Out now // Digital Icons 9: Russian Protest Movement R(e)-Visited

Ellen Rutten ellenseelangs at GMAIL.COM
Tue Jul 9 15:18:43 UTC 2013


Dear SEELANGS readers,

We are pleased to announce the publication of the new special issue of
Digital Icons: Studies in Russian, Eurasian and Central European New Media.
It is entitled

*Russian Protest Movement R(e)-Visited*

and is fully available online at http://www.digitalicons.org/

The 2011-12 Protest Movement in Russia re-defined the country and the
Russian-speaking community worldwide politically, socially and culturally.
It began as a response to the 2011 Russian legislative election process,
and it eventually grew to include various forms of opposition, dissent,
political debate, cultural production and mediation. In spring 2012 *Digital
Icons *published a special issue entitled ‘Russian Elections and Digital
Media (issue 7), which was the first large-scale reflection on the
phenomenon of Russian Protest Movement in the western academia. The issue
documented the Russian political process of 2011-12 and its engagement with
new media and assessed the overall social and cultural impact. Since the
publication of the issue our understanding of the Russian Protest Movement
and its reliance on new media has developed, and our spring 2013 issue
of *Digital
Icons* re-visits the turbulent events and re-considers our approaches to
the study of the phenomenon. The issue specifically examines the connection
between the Protest Movement and digital media by evaluating the general
context of Russian dissent and by focusing on one case study, Pussy Riot.

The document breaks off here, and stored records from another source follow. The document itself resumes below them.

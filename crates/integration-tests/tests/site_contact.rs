//! Integration test for the public contact form.
//!
//! Requires a running backend API and the site
//! (cargo run -p unique-cctv-site).
//!
//! Run with: cargo test -p unique-cctv-integration-tests -- --ignored

use reqwest::{Client, StatusCode, redirect::Policy};

fn site_base_url() -> String {
    std::env::var("SITE_BASE_URL").unwrap_or_else(|_| "http://localhost:3000".to_string())
}

fn client() -> Client {
    Client::builder()
        .cookie_store(true)
        .redirect(Policy::none())
        .build()
        .expect("Failed to create HTTP client")
}

#[tokio::test]
#[ignore = "Requires running site"]
async fn test_contact_submission_accepts_optional_phone() {
    let client = client();
    let base_url = site_base_url();

    // With a phone number.
    let resp = client
        .post(format!("{base_url}/contact"))
        .form(&[
            ("name", "Test Visitor"),
            ("email", "visitor@example.com"),
            ("phone", "0400000000"),
            ("message", "Quote request with phone"),
        ])
        .send()
        .await
        .expect("Failed to post contact form");
    assert_eq!(resp.status(), StatusCode::OK);
    let body = resp.text().await.expect("Failed to read body");
    assert!(body.contains("Thanks for reaching out"));

    // And without one.
    let resp = client
        .post(format!("{base_url}/contact"))
        .form(&[
            ("name", "Test Visitor"),
            ("email", "visitor@example.com"),
            ("message", "Quote request without phone"),
        ])
        .send()
        .await
        .expect("Failed to post contact form");
    assert_eq!(resp.status(), StatusCode::OK);
    let body = resp.text().await.expect("Failed to read body");
    assert!(body.contains("Thanks for reaching out"));
}
//! User role enum.

use serde::{Deserialize, Serialize};

/// Authorization role assigned by the backend.
///
/// This is a closed enumeration: the wire format is the exact strings
/// `"USER"` and `"ADMIN"`, and anything else fails deserialization. The
/// restore boundary uses [`Role::parse`] instead, which normalizes
/// whitespace and case before matching and returns `None` for unknown
/// values rather than guessing.
#[derive(Debug, Clone, Copy, PartialEq, Eq, Hash, Serialize, Deserialize, Default)]
#[serde(rename_all = "SCREAMING_SNAKE_CASE")]
pub enum Role {
    #[default]
    User,
    Admin,
}

impl Role {
    /// Leniently parse a role string.
    ///
    /// Trims and uppercases before matching; unknown values yield `None`.
    #[must_use]
    pub fn parse(raw: &str) -> Option<Self> {
        match raw.trim().to_ascii_uppercase().as_str() {
            "USER" => Some(Self::User),
            "ADMIN" => Some(Self::Admin),
            _ => None,
        }
    }

    /// The wire representation of this role.
    #[must_use]
    pub const fn as_str(self) -> &'static str {
        match self {
            Self::User => "USER",
            Self::Admin => "ADMIN",
        }
    }

    /// Whether this role carries admin privileges.
    #[must_use]
    pub const fn is_admin(self) -> bool {
        matches!(self, Self::Admin)
    }
}

impl core::fmt::Display for Role {
    fn fmt(&self, f: &mut core::fmt::Formatter<'_>) -> core::fmt::Result {
        f.write_str(self.as_str())
    }
}

#[cfg(test)]
mod tests {
    use super::*;

    #[test]
    fn test_wire_format_is_screaming_snake_case() {
        assert_eq!(serde_json::to_string(&Role::Admin).expect("serialize"), "\"ADMIN\"");
        let role: Role = serde_json::from_str("\"USER\"").expect("deserialize");
        assert_eq!(role, Role::User);
    }

    #[test]
    fn test_unknown_role_fails_deserialization() {
        assert!(serde_json::from_str::<Role>("\"SUPERUSER\"").is_err());
        assert!(serde_json::from_str::<Role>("\"admin\"").is_err());
    }

    #[test]
    fn test_lenient_parse() {
        assert_eq!(Role::parse(" admin "), Some(Role::Admin));
        assert_eq!(Role::parse("User"), Some(Role::User));
        assert_eq!(Role::parse("root"), None);
        assert_eq!(Role::parse(""), None);
    }
}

*9.0 Editorial | Vlad Strukov*

*9.1 Tweeting the Russian Protests | Galina Nikiporets-Takigawa*

*9.2 Quantifying Polarisation in Media Coverage of the 2011-12 Protests in
Russia | Rolf Fredheim*

*9.3 Russians in the City – ‘Patriots’ with a Touch of Spleen | Oksana
Morgunova (Petrunko)*

*Special Cluster: How Pussy Riot Rocked Russia and the World*

*9.4 Pussy Riot’s Punk Prayer on Trial Online and in Court | Olga G.
Voronina*

*9.5 Pussy Riot: From Local Appropriation to Global Documentation | Vlad
 Strukov*

*9.6 Defining Pussy Riot Musically: Performance and Authenticity in New
Media | Polly McMichael*

*9.7 ‘Fashion Attack’: The Style of Pussy Riot | Claire Shaw*

*9.8 Book reviews*

The special cluster was guest-edited by Vlad Strukov (University of Leeds,
UK).

The issue was prepared by Sudha Rajagopalan, Ellen Rutten, Henrike Schmidt
and Vlad Strukov, with editorial support from Pedro Hernandez.